BEGIN Supplied material

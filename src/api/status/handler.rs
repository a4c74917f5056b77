// Service status handler

use axum::{extract::State, http::StatusCode};
use serde_json::json;
use tracing::instrument;

use crate::config::state::AppState;
use crate::utils::response_handler::HandlerResponse;

/// Basic liveness endpoint with build information
#[instrument(skip(state))]
pub async fn status_handler(State(state): State<AppState>) -> HandlerResponse {
    HandlerResponse::new(StatusCode::OK)
        .data(json!({
            "service": env!("CARGO_PKG_NAME"),
            "version": env!("CARGO_PKG_VERSION"),
            "environment": state.environment.environment,
        }))
        .message("Service is running")
}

END Supplied material

Problem description:
Please copy exactly, and only, the lines running from the one containing "with build information" through the end of the listing.

Final answer:
/// Basic liveness endpoint with build information
#[instrument(skip(state))]
pub async fn status_handler(State(state): State<AppState>) -> HandlerResponse {
    HandlerResponse::new(StatusCode::OK)
        .data(json!({
            "service": env!("CARGO_PKG_NAME"),
            "version": env!("CARGO_PKG_VERSION"),
            "environment": state.environment.environment,
        }))
        .message("Service is running")
}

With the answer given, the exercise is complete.